## THE TASK
Retype the records below from their first line through the line containing "pub enum UserStatus", and include nothing else.

[Collected data]
________________________

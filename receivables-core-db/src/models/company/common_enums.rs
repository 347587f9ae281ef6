use serde::{Deserialize, Deserializer, Serialize, Serializer};
use std::str::FromStr;

/// Membership status of a user within a company
#[derive(Debug, Clone, Copy, Default, PartialEq, Eq, Serialize, Deserialize)]
pub enum UserStatus {
    Active,
    Inactive,
    Invited,
    #[default]
    Unknown,
}

impl std::fmt::Display for UserStatus {
    fn fmt(&self, f: &mut std::fmt::Formatter<'_>) -> std::fmt::Result {
        match self {
            UserStatus::Active => write!(f, "ACTIVE"),
            UserStatus::Inactive => write!(f, "INACTIVE"),
            UserStatus::Invited => write!(f, "INVITED"),
            UserStatus::Unknown => write!(f, "UNKNOWN"),
        }
    }
}

impl FromStr for UserStatus {
    type Err = ();

    /// Case-insensitive; the backend is inconsistent about casing
    fn from_str(s: &str) -> Result<Self, Self::Err> {
        match s.trim().to_uppercase().as_str() {
            "ACTIVE" => Ok(UserStatus::Active),
            "INACTIVE" => Ok(UserStatus::Inactive),
            "INVITED" => Ok(UserStatus::Invited),
            _ => Err(()),
        }
    }
}

pub fn serialize_user_status<S>(value: &UserStatus, serializer: S) -> Result<S::Ok, S::Error>
where
    S: Serializer,
{
    serializer.serialize_str(&value.to_string())
}

/// Unrecognised or missing statuses become `Unknown` rather than failing the whole record
pub fn deserialize_user_status<'de, D>(deserializer: D) -> Result<UserStatus, D::Error>
where
    D: Deserializer<'de>,
{
    let value_str: Option<String> = Option::deserialize(deserializer)?;
    Ok(value_str
        .and_then(|s| UserStatus::from_str(&s).ok())
        .unwrap_or(UserStatus::Unknown))
}

#[cfg(test)]
mod tests {
    use super::*;

    #[test]
    fn test_user_status_is_case_insensitive() {
        assert_eq!(UserStatus::from_str("active"), Ok(UserStatus::Active));
        assert_eq!(UserStatus::from_str(" Invited "), Ok(UserStatus::Invited));
        assert_eq!(UserStatus::from_str("suspended"), Err(()));
        assert_eq!(UserStatus::Inactive.to_string(), "INACTIVE");
    }
}
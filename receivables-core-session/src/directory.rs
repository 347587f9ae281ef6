use receivables_core_api::domain::paginated::PaginatedResponse;
use receivables_core_api::service::company_service::CompanyService;
use receivables_core_api::service::customer_service::CustomerService;
use receivables_core_db::models::company::company::CompanyModel;
use receivables_core_db::models::customer::customer::CustomerModel;
use receivables_core_db::repository::pagination::{filter_by_term, Page, PageRequest};
use std::sync::Arc;

use crate::error::SessionResult;

/// Companies offered in company pickers
pub const COMPANY_PICKER_SIZE: usize = 100;
pub const CUSTOMER_PAGE_SIZE: usize = 6;

/// Typed read access to the company and customer lists
pub struct Directory {
    companies: Arc<dyn CompanyService>,
    customers: Arc<dyn CustomerService>,
}

impl Directory {
    pub fn new(companies: Arc<dyn CompanyService>, customers: Arc<dyn CustomerService>) -> Self {
        Self { companies, customers }
    }

    /// First picker-sized page of companies
    pub async fn companies(&self) -> SessionResult<Vec<CompanyModel>> {
        let response = self.companies.list_companies(0, COMPANY_PICKER_SIZE).await?;
        let Some(page) = response.into_data() else {
            return Ok(Vec::new());
        };
        Ok(page.try_map(serde_json::from_value)?.content)
    }

    /// One server-side page of a company's customers
    pub async fn customer_page(
        &self,
        company_id: i64,
        page: usize,
    ) -> SessionResult<PaginatedResponse<CustomerModel>> {
        let response = self
            .customers
            .list_customers(company_id, page, CUSTOMER_PAGE_SIZE)
            .await?;
        match response.into_data() {
            Some(rows) => Ok(rows.try_map(serde_json::from_value)?),
            None => Ok(PaginatedResponse {
                content: Vec::new(),
                total_pages: 0,
                number: page,
                size: CUSTOMER_PAGE_SIZE,
                total_elements: 0,
                first: true,
                last: true,
            }),
        }
    }
}

/// Client-side search over fetched companies by legal name
pub fn search_companies(companies: &[CompanyModel], term: &str, request: PageRequest) -> Page<CompanyModel> {
    let matches: Vec<CompanyModel> = filter_by_term(companies, term, |company| company.legal_name.as_str())
        .into_iter()
        .cloned()
        .collect();
    Page::slice(&matches, request)
}

#[cfg(test)]
mod tests {
    use super::*;
    use crate::edit::test_utils::create_test_company_json;
    use crate::test_helper::setup_test_context;
    use receivables_core_db::repository::pagination::PageLink;
    use std::error::Error;

    fn company(id: i64, legal_name: &str) -> CompanyModel {
        let mut json = create_test_company_json(id);
        json["legalName"] = legal_name.into();
        serde_json::from_value(json).unwrap()
    }

    #[tokio::test]
    async fn test_companies_and_customers_are_typed() -> Result<(), Box<dyn Error + Send + Sync>> {
        let ctx = setup_test_context().await?;
        let directory = Directory::new(ctx.backend.clone(), ctx.backend.clone());

        let companies = directory.companies().await?;
        assert_eq!(companies.len(), 1);
        assert_eq!(companies[0].legal_name, "Acme Holdings");

        let customers = directory.customer_page(1, 0).await?;
        assert_eq!(customers.total_elements, 2);
        assert_eq!(customers.content[1].customer_name, "Initech");
        assert!(customers.last);

        assert!(directory.customer_page(99, 0).await?.content.is_empty());
        Ok(())
    }

    #[test]
    fn test_search_by_legal_name() {
        let companies = vec![
            company(1, "Acme Holdings"),
            company(2, "Globex Corporation"),
            company(3, "ACME Software GmbH"),
        ];

        let page = search_companies(&companies, "acme", PageRequest::new(10, 0));
        assert_eq!(page.items.iter().map(|c| c.id).collect::<Vec<_>>(), vec![1, 3]);

        let short_term = search_companies(&companies, "ac", PageRequest::new(2, 0));
        assert_eq!(short_term.total, 3);
        assert_eq!(short_term.items.len(), 2);
        assert_eq!(short_term.links(), vec![PageLink::Number(1), PageLink::Number(2)]);
    }
}
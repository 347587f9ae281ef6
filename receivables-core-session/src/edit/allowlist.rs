/// How a root-level editable field is filtered and compared
#[derive(Debug, Clone, Copy, PartialEq, Eq)]
pub enum FieldArea {
    /// Compared by strict equality
    Scalar,
    /// Sub-record restricted to the listed keys, compared key by key
    Nested(&'static [&'static str]),
    /// Array of sub-records, each restricted to the listed keys, compared as a whole
    Collection(&'static [&'static str]),
}

/// Static table of the fields an edit flow may send to the backend
#[derive(Debug)]
pub struct FieldAllowlist {
    fields: &'static [(&'static str, FieldArea)],
}

impl FieldAllowlist {
    pub const fn new(fields: &'static [(&'static str, FieldArea)]) -> Self {
        Self { fields }
    }

    pub fn fields(&self) -> &'static [(&'static str, FieldArea)] {
        self.fields
    }

    pub fn area(&self, key: &str) -> Option<FieldArea> {
        self.fields
            .iter()
            .find(|(name, _)| *name == key)
            .map(|(_, area)| *area)
    }

    pub fn allows(&self, key: &str) -> bool {
        self.area(key).is_some()
    }

    /// Whether `key` is editable inside the nested or collection area `area`
    pub fn allows_nested(&self, area: &str, key: &str) -> bool {
        match self.area(area) {
            Some(FieldArea::Nested(keys)) | Some(FieldArea::Collection(keys)) => keys.contains(&key),
            _ => false,
        }
    }
}

const COMPANY_FINANCIAL_FIELDS: &[&str] = &[
    "fiscalYearStartMonth",
    "defaultArAccountCode",
    "revenueRecognitionMode",
    "defaultTaxHandling",
    "defaultPaymentTerms",
    "allowOtherTerms",
    "enableCreditLimitChecking",
    "agingBucketConfig",
    "dunningFrequencyDays",
    "enableAutomatedDunningEmails",
    "defaultCreditLimit",
];

const COMPANY_PAYMENT_FIELDS: &[&str] = &[
    "acceptCheck",
    "acceptCreditCard",
    "acceptBankTransfer",
    "acceptCash",
    "remittanceInstructions",
];

const COMPANY_BANK_ACCOUNT_FIELDS: &[&str] =
    &["bankName", "accountNumber", "ifscSwift", "currency", "isDefault"];

const COMPANY_USER_FIELDS: &[&str] = &["id", "name", "email", "status", "roleId"];

/// Editable company fields. Address and primary contact are edited flattened
/// at the root of the working snapshot.
pub static COMPANY_FIELDS: FieldAllowlist = FieldAllowlist::new(&[
    ("legalName", FieldArea::Scalar),
    ("tradeName", FieldArea::Scalar),
    ("companyCode", FieldArea::Scalar),
    ("country", FieldArea::Scalar),
    ("baseCurrency", FieldArea::Scalar),
    ("timeZone", FieldArea::Scalar),
    ("addressLine1", FieldArea::Scalar),
    ("city", FieldArea::Scalar),
    ("stateProvince", FieldArea::Scalar),
    ("postalCode", FieldArea::Scalar),
    ("addressCountry", FieldArea::Scalar),
    ("primaryContactName", FieldArea::Scalar),
    ("primaryContactEmail", FieldArea::Scalar),
    ("primaryContactPhone", FieldArea::Scalar),
    ("website", FieldArea::Scalar),
    ("primaryContactCountry", FieldArea::Scalar),
    ("financial", FieldArea::Nested(COMPANY_FINANCIAL_FIELDS)),
    ("payment", FieldArea::Nested(COMPANY_PAYMENT_FIELDS)),
    ("bankAccounts", FieldArea::Collection(COMPANY_BANK_ACCOUNT_FIELDS)),
    ("users", FieldArea::Collection(COMPANY_USER_FIELDS)),
]);

const CUSTOMER_ADDRESS_FIELDS: &[&str] =
    &["addressLine1", "city", "stateProvince", "postalCode", "country"];

const CUSTOMER_CASH_APPLICATION_FIELDS: &[&str] = &[
    "applyPayments",
    "autoApplyPayments",
    "shipCreditCheck",
    "tolerancePercentage",
    "toleranceAmount",
];

const CUSTOMER_STATEMENT_FIELDS: &[&str] =
    &["sendStatements", "autoApplyPayments", "tolerancePercentage", "minimumAmount"];

const CUSTOMER_EFT_FIELDS: &[&str] = &[
    "bankName",
    "ibanAccountNumber",
    "bankIdentifierCode",
    "enableAchPayments",
    "allowDirectDebit",
];

const CUSTOMER_VAT_FIELDS: &[&str] =
    &["taxIdentificationNumber", "taxAgencyName", "enableVatCodes", "vatCode"];

const CUSTOMER_DUNNING_FIELDS: &[&str] = &[
    "placeOnCreditHold",
    "creditLimit",
    "dunningLevel",
    "pastDue",
    "level1",
    "level2",
    "level3",
    "level4",
];

pub static CUSTOMER_FIELDS: FieldAllowlist = FieldAllowlist::new(&[
    ("customerName", FieldArea::Scalar),
    ("customerType", FieldArea::Scalar),
    ("email", FieldArea::Scalar),
    ("address", FieldArea::Nested(CUSTOMER_ADDRESS_FIELDS)),
    ("cashApplication", FieldArea::Nested(CUSTOMER_CASH_APPLICATION_FIELDS)),
    ("statement", FieldArea::Nested(CUSTOMER_STATEMENT_FIELDS)),
    ("eft", FieldArea::Nested(CUSTOMER_EFT_FIELDS)),
    ("vat", FieldArea::Nested(CUSTOMER_VAT_FIELDS)),
    ("dunning", FieldArea::Nested(CUSTOMER_DUNNING_FIELDS)),
]);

________________________

## WRITTEN ANSWER
filename receivables-core-db/src/models/company/common_enums.rs
repository 347587f9ae281ef6
use serde::{Deserialize, Deserializer, Serialize, Serializer};
use std::str::FromStr;

/// Membership status of a user within a company
#[derive(Debug, Clone, Copy, Default, PartialEq, Eq, Serialize, Deserialize)]
pub enum UserStatus {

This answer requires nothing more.